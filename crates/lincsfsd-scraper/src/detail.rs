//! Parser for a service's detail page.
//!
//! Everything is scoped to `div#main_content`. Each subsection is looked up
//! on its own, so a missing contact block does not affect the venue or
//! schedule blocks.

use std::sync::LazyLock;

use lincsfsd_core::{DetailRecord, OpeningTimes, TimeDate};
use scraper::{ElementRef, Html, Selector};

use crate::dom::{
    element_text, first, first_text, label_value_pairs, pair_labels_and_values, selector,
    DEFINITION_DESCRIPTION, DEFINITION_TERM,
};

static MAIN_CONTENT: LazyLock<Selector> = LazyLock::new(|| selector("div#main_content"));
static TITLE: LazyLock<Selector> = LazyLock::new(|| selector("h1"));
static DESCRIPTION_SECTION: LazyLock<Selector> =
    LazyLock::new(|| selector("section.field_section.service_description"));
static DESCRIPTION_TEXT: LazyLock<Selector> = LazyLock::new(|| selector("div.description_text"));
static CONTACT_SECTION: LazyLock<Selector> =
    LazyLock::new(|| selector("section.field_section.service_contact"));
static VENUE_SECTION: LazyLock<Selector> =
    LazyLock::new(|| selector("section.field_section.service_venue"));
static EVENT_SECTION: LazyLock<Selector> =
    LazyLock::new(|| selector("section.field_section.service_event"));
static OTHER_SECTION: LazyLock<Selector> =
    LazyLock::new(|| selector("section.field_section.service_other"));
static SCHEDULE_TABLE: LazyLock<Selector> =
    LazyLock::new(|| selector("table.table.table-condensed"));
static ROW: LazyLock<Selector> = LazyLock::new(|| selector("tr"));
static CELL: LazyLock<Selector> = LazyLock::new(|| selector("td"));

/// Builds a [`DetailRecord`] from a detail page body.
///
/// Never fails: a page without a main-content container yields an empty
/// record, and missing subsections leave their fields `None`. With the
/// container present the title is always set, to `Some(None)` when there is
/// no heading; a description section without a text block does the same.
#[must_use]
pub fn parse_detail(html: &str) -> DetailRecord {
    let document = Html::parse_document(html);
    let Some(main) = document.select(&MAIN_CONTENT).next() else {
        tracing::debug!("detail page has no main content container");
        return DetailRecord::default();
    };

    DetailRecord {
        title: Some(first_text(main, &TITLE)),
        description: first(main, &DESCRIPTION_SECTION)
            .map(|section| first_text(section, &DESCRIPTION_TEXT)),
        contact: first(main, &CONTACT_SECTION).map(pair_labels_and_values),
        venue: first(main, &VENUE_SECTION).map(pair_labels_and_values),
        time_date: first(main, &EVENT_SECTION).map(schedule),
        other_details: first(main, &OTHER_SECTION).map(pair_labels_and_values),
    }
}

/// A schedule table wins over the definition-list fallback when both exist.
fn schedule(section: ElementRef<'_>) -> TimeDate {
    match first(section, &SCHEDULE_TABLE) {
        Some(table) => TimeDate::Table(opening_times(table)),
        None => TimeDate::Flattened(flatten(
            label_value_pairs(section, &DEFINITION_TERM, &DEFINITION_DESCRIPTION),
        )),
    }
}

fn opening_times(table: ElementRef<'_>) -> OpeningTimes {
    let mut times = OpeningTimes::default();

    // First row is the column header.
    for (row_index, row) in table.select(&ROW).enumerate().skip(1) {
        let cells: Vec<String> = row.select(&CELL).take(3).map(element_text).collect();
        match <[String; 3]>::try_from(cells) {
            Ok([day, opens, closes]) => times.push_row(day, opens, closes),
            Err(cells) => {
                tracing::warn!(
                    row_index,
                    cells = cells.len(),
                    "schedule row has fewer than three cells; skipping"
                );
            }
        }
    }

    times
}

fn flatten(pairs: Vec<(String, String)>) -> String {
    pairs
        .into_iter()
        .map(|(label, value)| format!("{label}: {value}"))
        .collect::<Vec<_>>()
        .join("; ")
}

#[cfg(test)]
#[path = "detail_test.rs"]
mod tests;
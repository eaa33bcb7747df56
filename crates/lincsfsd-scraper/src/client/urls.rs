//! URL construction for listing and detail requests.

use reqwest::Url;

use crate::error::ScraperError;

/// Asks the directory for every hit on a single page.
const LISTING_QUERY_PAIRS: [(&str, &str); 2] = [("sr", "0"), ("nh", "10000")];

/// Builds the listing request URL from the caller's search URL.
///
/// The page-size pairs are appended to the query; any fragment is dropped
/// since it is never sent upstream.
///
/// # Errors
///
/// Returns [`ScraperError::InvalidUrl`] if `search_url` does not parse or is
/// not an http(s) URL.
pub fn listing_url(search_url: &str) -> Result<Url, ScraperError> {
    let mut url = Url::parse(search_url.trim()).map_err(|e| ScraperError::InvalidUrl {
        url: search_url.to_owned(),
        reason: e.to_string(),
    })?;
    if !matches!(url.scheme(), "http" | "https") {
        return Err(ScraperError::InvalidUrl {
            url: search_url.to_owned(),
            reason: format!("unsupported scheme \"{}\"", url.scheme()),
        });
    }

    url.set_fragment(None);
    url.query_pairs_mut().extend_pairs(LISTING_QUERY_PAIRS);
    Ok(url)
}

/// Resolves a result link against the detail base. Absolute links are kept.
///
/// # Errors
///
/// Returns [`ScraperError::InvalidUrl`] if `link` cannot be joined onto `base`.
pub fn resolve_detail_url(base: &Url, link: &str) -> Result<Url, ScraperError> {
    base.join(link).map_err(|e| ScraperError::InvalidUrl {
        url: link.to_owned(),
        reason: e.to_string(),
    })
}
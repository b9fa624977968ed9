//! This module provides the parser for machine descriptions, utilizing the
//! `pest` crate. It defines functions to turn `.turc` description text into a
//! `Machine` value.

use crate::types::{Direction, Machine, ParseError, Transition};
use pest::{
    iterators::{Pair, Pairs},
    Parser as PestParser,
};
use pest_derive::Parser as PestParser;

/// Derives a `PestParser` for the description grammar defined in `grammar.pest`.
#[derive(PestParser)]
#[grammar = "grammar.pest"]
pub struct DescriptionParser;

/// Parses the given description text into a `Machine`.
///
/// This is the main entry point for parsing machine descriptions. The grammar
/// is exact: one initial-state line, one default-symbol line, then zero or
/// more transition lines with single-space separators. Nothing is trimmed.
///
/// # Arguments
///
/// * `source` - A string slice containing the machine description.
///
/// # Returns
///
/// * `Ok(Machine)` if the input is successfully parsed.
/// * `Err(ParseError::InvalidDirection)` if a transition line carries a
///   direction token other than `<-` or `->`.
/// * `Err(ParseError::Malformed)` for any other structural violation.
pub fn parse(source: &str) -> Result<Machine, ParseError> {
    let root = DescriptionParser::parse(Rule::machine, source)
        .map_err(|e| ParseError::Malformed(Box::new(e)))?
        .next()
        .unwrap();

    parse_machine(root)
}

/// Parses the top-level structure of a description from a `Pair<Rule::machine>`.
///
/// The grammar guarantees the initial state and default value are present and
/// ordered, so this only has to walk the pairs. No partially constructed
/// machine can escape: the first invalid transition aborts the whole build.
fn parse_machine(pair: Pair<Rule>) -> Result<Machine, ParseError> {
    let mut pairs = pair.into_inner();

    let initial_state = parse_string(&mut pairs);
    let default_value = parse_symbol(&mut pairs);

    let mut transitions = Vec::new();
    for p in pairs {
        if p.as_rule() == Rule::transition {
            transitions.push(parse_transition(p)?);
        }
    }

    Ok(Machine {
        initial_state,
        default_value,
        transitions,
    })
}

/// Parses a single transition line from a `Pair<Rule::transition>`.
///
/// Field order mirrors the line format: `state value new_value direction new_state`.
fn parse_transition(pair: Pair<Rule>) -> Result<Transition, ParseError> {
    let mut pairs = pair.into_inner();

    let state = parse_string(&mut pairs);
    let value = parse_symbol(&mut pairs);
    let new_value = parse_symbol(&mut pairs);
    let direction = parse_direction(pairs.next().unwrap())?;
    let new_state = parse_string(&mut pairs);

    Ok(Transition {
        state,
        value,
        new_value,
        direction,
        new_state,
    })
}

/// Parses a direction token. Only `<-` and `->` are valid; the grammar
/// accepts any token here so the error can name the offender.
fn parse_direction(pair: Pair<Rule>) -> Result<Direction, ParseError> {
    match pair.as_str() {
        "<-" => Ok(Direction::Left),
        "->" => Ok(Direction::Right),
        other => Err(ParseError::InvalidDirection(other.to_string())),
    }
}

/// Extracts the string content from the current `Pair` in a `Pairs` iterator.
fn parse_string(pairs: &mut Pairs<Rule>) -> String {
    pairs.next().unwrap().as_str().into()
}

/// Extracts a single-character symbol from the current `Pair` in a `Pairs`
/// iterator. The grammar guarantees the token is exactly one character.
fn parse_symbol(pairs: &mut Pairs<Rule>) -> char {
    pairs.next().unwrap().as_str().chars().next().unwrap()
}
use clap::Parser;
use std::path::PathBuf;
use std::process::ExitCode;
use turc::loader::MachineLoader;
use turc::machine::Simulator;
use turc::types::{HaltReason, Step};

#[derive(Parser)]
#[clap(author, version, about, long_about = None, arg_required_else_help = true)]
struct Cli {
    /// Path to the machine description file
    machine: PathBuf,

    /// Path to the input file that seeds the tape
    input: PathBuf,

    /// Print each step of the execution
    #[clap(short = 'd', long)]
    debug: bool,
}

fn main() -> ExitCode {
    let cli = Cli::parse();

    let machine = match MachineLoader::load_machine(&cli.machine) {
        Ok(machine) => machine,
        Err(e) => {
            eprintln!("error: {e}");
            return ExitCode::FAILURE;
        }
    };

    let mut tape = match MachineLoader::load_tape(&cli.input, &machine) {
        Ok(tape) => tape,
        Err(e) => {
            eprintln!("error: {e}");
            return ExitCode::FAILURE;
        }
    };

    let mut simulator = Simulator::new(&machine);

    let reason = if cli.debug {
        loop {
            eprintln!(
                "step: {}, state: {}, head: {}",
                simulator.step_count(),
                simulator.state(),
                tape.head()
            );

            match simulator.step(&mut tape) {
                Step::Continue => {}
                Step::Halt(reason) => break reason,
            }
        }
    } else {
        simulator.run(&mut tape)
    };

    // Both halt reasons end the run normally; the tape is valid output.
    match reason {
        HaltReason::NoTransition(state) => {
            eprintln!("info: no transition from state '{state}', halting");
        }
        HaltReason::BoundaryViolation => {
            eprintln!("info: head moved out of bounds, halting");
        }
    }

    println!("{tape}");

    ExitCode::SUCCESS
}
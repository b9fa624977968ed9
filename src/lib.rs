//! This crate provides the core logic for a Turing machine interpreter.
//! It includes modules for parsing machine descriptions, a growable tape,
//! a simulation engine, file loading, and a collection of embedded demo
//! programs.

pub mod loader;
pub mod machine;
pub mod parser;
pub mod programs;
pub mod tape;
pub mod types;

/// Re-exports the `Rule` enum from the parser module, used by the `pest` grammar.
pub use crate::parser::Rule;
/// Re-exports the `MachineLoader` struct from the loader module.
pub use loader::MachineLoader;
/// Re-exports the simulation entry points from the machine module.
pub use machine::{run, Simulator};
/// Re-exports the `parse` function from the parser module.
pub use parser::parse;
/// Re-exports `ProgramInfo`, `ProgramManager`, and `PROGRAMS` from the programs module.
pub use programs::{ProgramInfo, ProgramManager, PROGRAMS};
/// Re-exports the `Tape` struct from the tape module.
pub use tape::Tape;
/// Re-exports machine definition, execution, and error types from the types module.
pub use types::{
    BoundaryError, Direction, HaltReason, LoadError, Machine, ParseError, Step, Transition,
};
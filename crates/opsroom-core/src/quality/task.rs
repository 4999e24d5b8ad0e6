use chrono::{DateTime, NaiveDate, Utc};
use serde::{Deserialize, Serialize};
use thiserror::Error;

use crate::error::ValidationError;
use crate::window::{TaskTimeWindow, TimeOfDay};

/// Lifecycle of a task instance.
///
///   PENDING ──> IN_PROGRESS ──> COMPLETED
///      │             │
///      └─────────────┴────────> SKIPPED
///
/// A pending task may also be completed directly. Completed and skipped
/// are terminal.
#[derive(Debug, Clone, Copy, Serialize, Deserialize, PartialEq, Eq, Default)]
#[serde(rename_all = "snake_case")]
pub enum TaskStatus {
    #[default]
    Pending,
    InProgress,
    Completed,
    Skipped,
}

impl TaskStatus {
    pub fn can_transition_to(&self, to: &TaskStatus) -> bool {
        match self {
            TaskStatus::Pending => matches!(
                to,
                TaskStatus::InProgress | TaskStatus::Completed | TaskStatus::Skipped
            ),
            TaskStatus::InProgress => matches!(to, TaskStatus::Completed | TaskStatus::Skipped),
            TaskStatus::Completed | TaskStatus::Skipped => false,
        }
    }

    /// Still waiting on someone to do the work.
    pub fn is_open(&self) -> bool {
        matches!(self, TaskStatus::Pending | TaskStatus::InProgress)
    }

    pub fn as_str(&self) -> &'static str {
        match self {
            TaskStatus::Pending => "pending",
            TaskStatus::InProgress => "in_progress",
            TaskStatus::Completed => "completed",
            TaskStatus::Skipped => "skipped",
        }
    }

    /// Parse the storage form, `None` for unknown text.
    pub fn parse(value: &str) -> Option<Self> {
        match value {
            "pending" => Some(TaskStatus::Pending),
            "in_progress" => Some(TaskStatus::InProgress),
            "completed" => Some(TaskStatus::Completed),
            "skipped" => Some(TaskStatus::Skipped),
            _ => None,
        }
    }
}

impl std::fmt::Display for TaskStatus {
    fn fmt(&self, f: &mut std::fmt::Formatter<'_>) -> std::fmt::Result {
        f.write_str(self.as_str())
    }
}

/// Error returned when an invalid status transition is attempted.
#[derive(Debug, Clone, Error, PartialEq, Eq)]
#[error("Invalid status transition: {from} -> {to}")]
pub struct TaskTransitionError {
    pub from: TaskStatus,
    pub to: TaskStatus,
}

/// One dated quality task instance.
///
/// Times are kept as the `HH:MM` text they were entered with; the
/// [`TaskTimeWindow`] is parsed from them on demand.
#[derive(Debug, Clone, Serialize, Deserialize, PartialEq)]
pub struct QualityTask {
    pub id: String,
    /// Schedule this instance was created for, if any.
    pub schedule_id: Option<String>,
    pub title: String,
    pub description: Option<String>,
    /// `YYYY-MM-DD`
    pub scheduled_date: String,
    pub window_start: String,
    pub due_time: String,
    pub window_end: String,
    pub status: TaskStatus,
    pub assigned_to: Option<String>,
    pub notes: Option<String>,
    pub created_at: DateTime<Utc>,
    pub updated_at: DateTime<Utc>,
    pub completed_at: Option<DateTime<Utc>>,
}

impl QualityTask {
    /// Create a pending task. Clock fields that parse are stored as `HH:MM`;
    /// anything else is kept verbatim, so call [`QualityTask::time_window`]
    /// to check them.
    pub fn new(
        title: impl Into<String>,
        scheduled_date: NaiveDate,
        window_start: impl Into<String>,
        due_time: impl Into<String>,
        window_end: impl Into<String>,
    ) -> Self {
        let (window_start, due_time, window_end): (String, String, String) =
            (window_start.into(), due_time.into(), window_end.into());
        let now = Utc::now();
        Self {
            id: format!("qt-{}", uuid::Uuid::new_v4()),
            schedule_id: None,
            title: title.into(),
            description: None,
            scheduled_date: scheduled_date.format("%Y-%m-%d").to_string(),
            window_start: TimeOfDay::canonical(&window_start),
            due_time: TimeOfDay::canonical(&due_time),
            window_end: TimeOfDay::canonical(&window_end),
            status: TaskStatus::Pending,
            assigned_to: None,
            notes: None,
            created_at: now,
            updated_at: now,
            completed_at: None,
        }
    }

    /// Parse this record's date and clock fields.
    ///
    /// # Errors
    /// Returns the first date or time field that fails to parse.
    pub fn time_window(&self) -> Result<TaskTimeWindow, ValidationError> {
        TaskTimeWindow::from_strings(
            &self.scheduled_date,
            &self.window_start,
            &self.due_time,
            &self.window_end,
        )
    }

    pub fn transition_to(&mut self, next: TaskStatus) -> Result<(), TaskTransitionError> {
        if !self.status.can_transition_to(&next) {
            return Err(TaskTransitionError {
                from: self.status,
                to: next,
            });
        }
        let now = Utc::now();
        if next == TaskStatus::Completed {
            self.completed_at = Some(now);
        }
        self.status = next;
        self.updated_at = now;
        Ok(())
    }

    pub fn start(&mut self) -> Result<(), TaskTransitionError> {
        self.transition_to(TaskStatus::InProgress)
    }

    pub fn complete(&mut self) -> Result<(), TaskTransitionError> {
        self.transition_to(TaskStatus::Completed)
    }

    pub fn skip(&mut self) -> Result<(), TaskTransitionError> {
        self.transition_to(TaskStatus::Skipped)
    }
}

********

Task details |
Within the listing above, give again exactly every line from the line with "and detail requests." through the line with "an http(s) URL.", both included, and no other line.

Answer area |
//! URL construction for listing and detail requests.

use reqwest::Url;

use crate::error::ScraperError;

/// Asks the directory for every hit on a single page.
const LISTING_QUERY_PAIRS: [(&str, &str); 2] = [("sr", "0"), ("nh", "10000")];

/// Builds the listing request URL from the caller's search URL.
///
/// The page-size pairs are appended to the query; any fragment is dropped
/// since it is never sent upstream.
///
/// # Errors
///
/// Returns [`ScraperError::InvalidUrl`] if `search_url` does not parse or is
/// not an http(s) URL.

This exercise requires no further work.